Grace Annab leads the organization in a key role focused on our most important asset at Volaris Group – our people.
As the Chief Talent Officer, Grace applies her wealth of people leadership experience to Volaris, having previously held senior roles in human resources at both start-up and large international organizations. She’s had Canadian and international oversight in the insurance, financial services, and technology industries. As an HR leader, she has overseen a wide range of HR functions— from recruiting to full employee lifecycle, to infrastructure systems, to talent, diversity, and inclusion.
You bring a lot to the table with your varied experiences. How has your role evolved since you joined Volaris in 2009?
The role has evolved from when I joined 12 years ago. At that time, we needed to focus on building out the HR infrastructure to support our future growth. A major focus was also on talent development—building Volaris from an employee experience perspective and with respect to what we were trying to get out of acquisitions from a talent perspective. During that time, I touched all aspects of Volaris from an operational perspective, including in HR systems, payroll and benefits, recruitment, employee relations, talent management, and compensation and performance management.
Now that a lot of the infrastructure is in place, my focus today is heavily involved in acquisition—our acquired growth, both from a diligence perspective and an integration perspective. I have deep and vast knowledge of our businesses and the challenges within them. Since we’ve already built out the HR team, our role is continually enabling and supporting the HR function and active talent management that is focusing on our leaders—the development of senior leaders and ensuring that we are attracting leaders at all levels of the organization, and in local markets.
How does HR work differently at Volaris compared to other companies?
Our HR functions are decentralized, and we provide governance and guidance on how to manage businesses from a best practice perspective. Today, a lot of the HR function and practice happens in the business. We impart what our best practices look like and there is some minimal governance perspective on some HR elements.
This governance is critical in that we are one company comprised of many companies, so navigating the legalities and economies of scale is challenging as businesses are at different points in their lifecycle and business needs and talent varies greatly.
When acquiring a company, what are the key issues Volaris looks at with respect to talent management?
When acquiring a company, it’s important from an HR perspective to understand the culture of an organization and get a holistic view of how the organization operates. That way, when we onboard a new company, we have a full understanding of where gaps are for us to build out a change management plan.
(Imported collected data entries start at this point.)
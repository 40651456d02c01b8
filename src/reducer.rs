// imports
use crate::error::{CoocError, Result};
use crate::table::{narrow, CountTable};
use crate::vocabulary::{ContextVocabulary, DynamicVocabulary, Lexicon, Vocabulary};
use crate::worker::PartialCounts;
use std::sync::Arc;


// the reducer's view of the column vocabulary
#[derive(Debug)]
enum ContextSide {
    Fixed(Arc<Vocabulary>),
    Dynamic(DynamicVocabulary),
}


/// Folds partial tables into the global accumulator.
///
/// With a fixed context vocabulary the merge is a plain cell-wise sum and the
/// order of partials does not matter. With a dynamic one, each partial's local
/// columns are translated to global ones, appending tokens the global
/// vocabulary has not seen yet; whichever partial is merged first claims the
/// lower index, so two runs fed in different orders give column permutations
/// of the same matrix.
#[derive(Debug)]
pub struct Reducer {
    accumulator: CountTable,
    contexts: ContextSide,
    columns: usize,
    expected: u64,
    merged: usize,
}

impl Reducer {

    pub fn new(contexts: &ContextVocabulary) -> Reducer {
        let (contexts, columns) = match contexts {
            ContextVocabulary::Fixed(vocab) => (ContextSide::Fixed(Arc::clone(vocab)), vocab.len()),
            ContextVocabulary::Dynamic => (ContextSide::Dynamic(DynamicVocabulary::new()), 0),
        };
        Reducer {
            accumulator: CountTable::new(),
            contexts,
            columns,
            expected: 0,
            merged: 0,
        }
    }

    /// Current column extent of the accumulator. Grows with the dynamic vocabulary.
    pub fn columns(&self) -> usize {
        self.columns
    }

    /// Number of partials merged so far.
    pub fn merged(&self) -> usize {
        self.merged
    }

    pub fn merge(&mut self, partial: PartialCounts) -> Result<()> {

        let PartialCounts { shard, table, fragment, pairs, .. } = partial;
        self.expected += pairs;

        match &mut self.contexts {
            ContextSide::Fixed(_) => {
                if fragment.is_some() {
                    return Err(CoocError::Inconsistent {
                        shard,
                        message: "local context vocabulary given to a fixed-context reducer".to_string(),
                    })
                }
                self.accumulator.merge(table);
            }
            ContextSide::Dynamic(global) => {
                let fragment = fragment.unwrap_or_default();

                // local column -> global column, appending unseen tokens
                let translation = fragment
                    .iter()
                    .map(|tok| narrow(global.index_of_or_insert(tok)))
                    .collect::<Result<Vec<u32>>>()?;

                // widen to the grown vocabulary
                self.columns = global.len();

                for (key, count) in table {
                    let col = match translation.get(key.col()) {
                        Some(col) => *col,
                        None => return Err(CoocError::Inconsistent {
                            shard,
                            message: format!("column {} is outside its context fragment of {} tokens", key.col(), translation.len()),
                        }),
                    };
                    self.accumulator.add(key.with_col(col), count);
                }
            }
        }

        self.merged += 1;
        tracing::trace!("merged shard {}, accumulator holds {} cells", shard, self.accumulator.len());
        Ok(())
    }

    pub fn merge_all<I>(&mut self, partials: I) -> Result<()>
    where
        I: IntoIterator<Item = PartialCounts> {

        for partial in partials {
            self.merge(partial)?;
        }
        Ok(())
    }

    /// Checks that every pair reported by the partials made it into the
    /// accumulator, and hands back the accumulator and final context vocabulary.
    pub fn finish(self) -> Result<(CountTable, Arc<Vocabulary>)> {

        let found = self.accumulator.recount();
        if found != self.expected || self.accumulator.total() != self.expected {
            return Err(CoocError::MergeInvariant { expected: self.expected, found })
        }

        let contexts = match self.contexts {
            ContextSide::Fixed(vocab) => vocab,
            ContextSide::Dynamic(global) => Arc::new(global.freeze()),
        };
        Ok((self.accumulator, contexts))
    }
}


/// Pairwise combination of two fixed-context partials, for tree reduction.
pub fn combine_fixed(mut left: PartialCounts, right: PartialCounts) -> PartialCounts {
    left.table.merge(right.table);
    left.sentences += right.sentences;
    left.pairs += right.pairs;
    left.shard = left.shard.min(right.shard);
    left
}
From a talent management perspective, we like to have a sense of who the leaders in the business are—not just the owner or operator of the business, but also the next layer of leaders, their backgrounds, and their contributions to the organization. This helps us identify leaders we can invest in and develop further once they join Volaris. As an acquired business continues to grow with us, we cultivate their talent to take on more leadership roles. We’ve been successful at doing that.
When onboarding a company at Volaris, what are the key priorities on the talent management side?
The first part of the talent management process when onboarding companies is having people understand what they need to accomplish. We want to ensure we have accountability and introduce discipline to businesses, so we are setting goals and measuring outcomes. We do this through scorecards and helping people understand why we want to measure certain metrics.
Then at the end of the year, we look back at how successful that person was. A lot of the companies come from having no HR function and we enable them to adopt our process. However, we still expect the leaders to own it.
Ongoing learning and development are important at Volaris. Can you describe how your team supports our companies in this respect?
I collaborate with our CEO, along with our corporate knowledge and corporate communications teams to pull metrics, enable understanding, and develop programs and events for our employees to exchange knowledge, such as Volaris 101, Quadrants, and Volaris Academy.
From an HR perspective, we identify needs of employees—but not in the traditional sense. When we have high-potential employees, we determine if there are other learnings that need to happen for that person. A development plan is highly individual.
Finally, for our HR teams, we hold a functional summit every year to share knowledge and to build up HR skills and knowledge.
What else can companies gain with respect to talent management by being part of Volaris, as opposed to operating on their own?
Businesses that join us can be supported in helping retain their employees and helping to grow people’s careers.
We provide resources to help our companies develop talent management programs. Those programs can identify people who can ensure continuity of the businesses, continuity of knowledge, and continuity of experience. With that continuity, businesses can develop their people strength within their organization, which they may not have had before. Those companies can then continue to grow.